To create and end a feature film is an ambition in itself. Crafting a fictional reality involves a constant struggle against reality, which constantly imposes into the will of the film crew. With this in mind, there are certain films that are though separately from the other because of the size of their ambition.
These films not only try to achieve great thing in terms of formal techniques but also involve complex productions that make the filmmakers struggle with even bigger and harder problems. Here is a list of 10 of the most ambitious films in film history, both thematically and technically.
10. The Birth of a Nation
One of the first landmarks of film history is David W. Griffith’s “The Birth of a Nation.” The film became a commercial success and subject of controversy for its thematic treatments. What makes the film so ambitious is the formality of its language. Some describe this film as the first to portray a coherent cinematic grammar, and thus becoming a film that changed the history of cinema completely.
It is not precise to say that “The Birth of a Nation” was the first film to put in practice certain techniques or that Griffith himself invented them, since many filmmakers such as Edwin S. Port had previously made successful experiments.
What is true is that the film was made with a concise intention of language, and it was the first to achieve a consistency through the almost three hours that it lasts. The film settled a paragon on how films could be made and established the beginning of a new cinema.
9. Cabiria
Released in 1914, “Cabiria” is the paradigmatic example of the colossal Italian productions that dominated the film market during that period. “Cabiria” was sold as the biggest production until that date. No expenses were made, the greatest writer of Italy was hired, there were scenes on location and in studio where thousands of extras were involved. All of the resources of the Italian film industry were put into the making of this legendary film.
The story that it portrayed is as big as its production – it is based on Gustave Flaubert’s “Salammbo.” The film displays the great and last Punic War where Rome finally beat Cartage. The great confrontation between the powerful nations was the perfect subject matter for one of the greatest and most expensive projects in the history of cinema, and it represents the highest of an industry and an era of cinema.
8. Boyhood
Most of Richard Linklater’s projects involve a special treatment of time. As he rejects Classic Narrative Mode, there are no cause-effect chains that tie together his films; instead, he uses thematic connections to bind together his films.
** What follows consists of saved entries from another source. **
//! Consumer loop
//!
//! Drains the queue until it reports empty. For each message:
//!
//! 1. decode the body into a record
//! 2. read the enrichment key from the configured field
//! 3. look the key up against the enrichment API
//! 4. write the response as an artifact named after the key
//! 5. delete the message
//!
//! A failure in steps 1-4 is confined to that message: it is reported and
//! the message stays in the queue for redelivery. A message is deleted only
//! after its artifact is written. Queue failures end the drain.

use crate::codec;
use crate::enrich::Enricher;
use crate::error::{IngestError, Result};
use crate::progress::Progress;
use crate::queue::{Queue, QueuedMessage};
use crate::record::Record;
use crate::store::ArtifactStore;
use futures::future::try_join_all;
use qpipe_common::naming::artifact_name;
use std::fmt;
use std::sync::Arc;
use std::time::{Duration, Instant};
use tracing::{debug, error, info, instrument, warn};

/// Drain state
#[derive(Debug, Clone, Copy, PartialEq, Eq)]
pub enum DrainState {
    Draining,
    Done,
}

/// A message that could not be processed and was left in the queue
#[derive(Debug)]
pub struct MessageFailure {
    pub message_id: String,
    pub error: IngestError,
}

/// Outcome of a completed drain
#[derive(Debug, Default)]
pub struct ConsumerReport {
    pub processed: u64,
    pub failures: Vec<MessageFailure>,
    pub elapsed: Duration,
}

impl ConsumerReport {
    /// Messages left undeleted because of a per-message error
    pub fn skipped(&self) -> usize {
        self.failures.len()
    }

    fn merge(&mut self, other: ConsumerReport) {
        self.processed += other.processed;
        self.failures.extend(other.failures);
    }
}

impl fmt::Display for ConsumerReport {
    fn fmt(&self, f: &mut fmt::Formatter<'_>) -> fmt::Result {
        write!(
            f,
            "End of queue reached in {:.1}s. {} messages processed, {} skipped.",
            self.elapsed.as_secs_f64(),
            self.processed,
            self.skipped()
        )
    }
}

#[derive(Clone)]
pub struct Consumer {
    queue: Arc<dyn Queue>,
    enricher: Arc<dyn Enricher>,
    store: Arc<dyn ArtifactStore>,
    progress: Arc<dyn Progress>,
    key_field: String,
}

impl Consumer {
    pub fn new(
        queue: Arc<dyn Queue>,
        enricher: Arc<dyn Enricher>,
        store: Arc<dyn ArtifactStore>,
        progress: Arc<dyn Progress>,
        key_field: impl Into<String>,
    ) -> Self {
        Self {
            queue,
            enricher,
            store,
            progress,
            key_field: key_field.into(),
        }
    }

    /// Read the enrichment key out of a record
    pub fn extract_key<'r>(record: &'r Record, field: &str) -> Result<&'r str> {
        match record.get(field).map(str::trim) {
            Some(key) if !key.is_empty() => Ok(key),
            Some(_) => Err(IngestError::malformed(format!("field '{}' is empty", field))),
            None => Err(IngestError::malformed(format!("field '{}' is missing", field))),
        }
    }

    /// Drain the queue with a single worker
    pub async fn run(&self) -> Result<ConsumerReport> {
        self.drain_with_workers(1).await
    }

    /// Drain the queue with `workers` loops sharing it.
    ///
    /// Each worker finishes one message before polling the next; the queue
    /// keeps two workers from receiving the same delivery. The first queue
    /// failure ends the whole drain.
    #[instrument(skip(self), fields(queue = %self.queue.name()))]
    pub async fn drain_with_workers(&self, workers: usize) -> Result<ConsumerReport> {
        let start = Instant::now();

        match self.queue.approximate_len().await {
            Ok(Some(depth)) => info!(depth, workers, "Draining queue"),
            Ok(None) => info!(workers, "Draining queue"),
            Err(e) => warn!(error = %e, "Could not read queue depth"),
        }

        let loops = (0..workers.max(1)).map(|worker| self.drain(worker));
        let mut report = ConsumerReport::default();
        for worker_report in try_join_all(loops).await? {
            report.merge(worker_report);
        }

        report.elapsed = start.elapsed();
        info!(
            processed = report.processed,
            skipped = report.skipped(),
            elapsed_ms = report.elapsed.as_millis() as u64,
            "Consumer finished"
        );
        self.progress.finish(&report.to_string());

        Ok(report)
    }

    /// One worker's Draining -> Done loop
    async fn drain(&self, worker: usize) -> Result<ConsumerReport> {
        let mut report = ConsumerReport::default();
        let mut state = DrainState::Draining;

        while state == DrainState::Draining {
            state = self.step(worker, &mut report).await?;
        }

        debug!(worker, processed = report.processed, "Worker done");
        Ok(report)
    }

    async fn step(&self, worker: usize, report: &mut ConsumerReport) -> Result<DrainState> {
        let Some(message) = self
            .queue
            .poll_next()
            .await
            .inspect_err(|e| error!(worker, error = %e, "Poll failed"))?
        else {
            return Ok(DrainState::Done);
        };

        match self.process(&message).await {
            Ok(location) => {
                debug!(worker, message_id = %message.id, location = %location, "Message processed");
                report.processed += 1;
                self.progress.tick();
            },
            Err(e) if e.is_message_local() => {
                warn!(worker, message_id = %message.id, error = %e, "Message left in queue");
                report.failures.push(MessageFailure {
                    message_id: message.id,
                    error: e,
                });
            },
            Err(e) => {
                error!(worker, message_id = %message.id, error = %e, "Drain aborted");
                return Err(e);
            },
        }

        Ok(DrainState::Draining)
    }

    /// Decode, enrich, persist, then delete
    async fn process(&self, message: &QueuedMessage) -> Result<String> {
        let record = codec::decode(&message.body)?;
        let key = Self::extract_key(&record, &self.key_field)?;
        let name = artifact_name(key)?;

        let content = self.enricher.lookup(key).await?;
        let location = self.store.put(&name, &content).await?;
        self.queue.delete(message).await?;

        Ok(location)
    }
}

#[cfg(test)]
#[allow(clippy::unwrap_used, clippy::expect_used)]
mod tests {
    use super::*;

    #[test]
    fn test_extract_key() {
        let record: Record = [("country", " France "), ("blank", "  ")].into_iter().collect();

        assert_eq!(Consumer::extract_key(&record, "country").unwrap(), "France");
        assert!(matches!(
            Consumer::extract_key(&record, "blank"),
            Err(IngestError::MalformedPayload(_))
        ));
        assert!(matches!(
            Consumer::extract_key(&record, "capital"),
            Err(IngestError::MalformedPayload(_))
        ));
    }

    #[test]
    fn test_report_display_and_merge() {
        let mut report = ConsumerReport {
            processed: 3,
            ..Default::default()
        };
        report.merge(ConsumerReport {
            processed: 1,
            failures: vec![MessageFailure {
                message_id: "m-1".into(),
                error: IngestError::malformed("bad"),
            }],
            elapsed: Duration::ZERO,
        });
        report.elapsed = Duration::from_secs(2);

        assert_eq!(report.processed, 4);
        assert_eq!(report.skipped(), 1);
        assert_eq!(
            report.to_string(),
            "End of queue reached in 2.0s. 4 messages processed, 1 skipped."
        );
    }
}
In “Boyhood,” the connection that ties together the 12 years of life that we see is growing up. The key to understanding the artistic ambition of the film is very clear in its title: to create a portrait of growing up from being a kid to a young adult.
There are many films that deal in different ways with this phenomena, but the particular production of “Boyhood” is what makes it so special. The filming was done through 12 years with the same actors growing up at the same time that the characters did. This involves a careful pre-production of the film as a long term project that would be shot through more than a decade. Its achievement is to display character development that had never been seen in cinema before.
7. Andrei Rublev
The portrait of the 15th century Russia made by Andrei Tarkovsky is formed by several episodes that work as short films themselves and involved (sometimes as a main character and sometimes as a mere witness) the iconic painter Andrei Rublev.
As with all of the films in this list, the ambition of the film is both the production and in the thematic and expressive intention. In this films Tarkovsky wanted to make a portrait on the roles and relationships between society, art, artists, faith and religion, and to do this he created some of the most carefully crafted films in history.
Tarkovsky did not want to recreate Medieval Russia; instead, he wanted to make a world that the viewer perceives with actuality, and he carefully described this intention in his book “Sculpting Time.” For many of the scenes in the film, large crowds of extras had to be choreographed in vast spaces.
This was one of the hardest films to make for Tarkovsky and is acknowledged as one of the best. It was censored by the Russian government, but a censorship-free cut was released some years later.
6. The Turin Horse
The filming techniques that Béla Tarr uses to film are in themselves ambitious. He films only with celluloid and without any script. His perspective of cinema involves a special treatment for each film and leaves great room for improvisation.
He also uses a film language distanced from the Classic Narrative Mode, thus each film is an attempt to create an emotional grammar of his own. What makes “The Turin Horse” the most ambitious film of Tarr, even after his longest film “Satantango,” is the thematic ambition he had for making it.
He wanted to make a film about death and endings; this implied the culmination of the language he had been developing through his career. “The Turin Horse” needed to be the definitive film for his style. This can be seen in the elements that he used in this films: two characters in a single location repeating the same day over and over and receiving visits from strangers.
Apart from the obvious difficulties like the wind that harasses the characters and the long takes, the great ambition of Tarr was to achieve a films that feels as definitive as Death, the film that also gives end to his career as a director.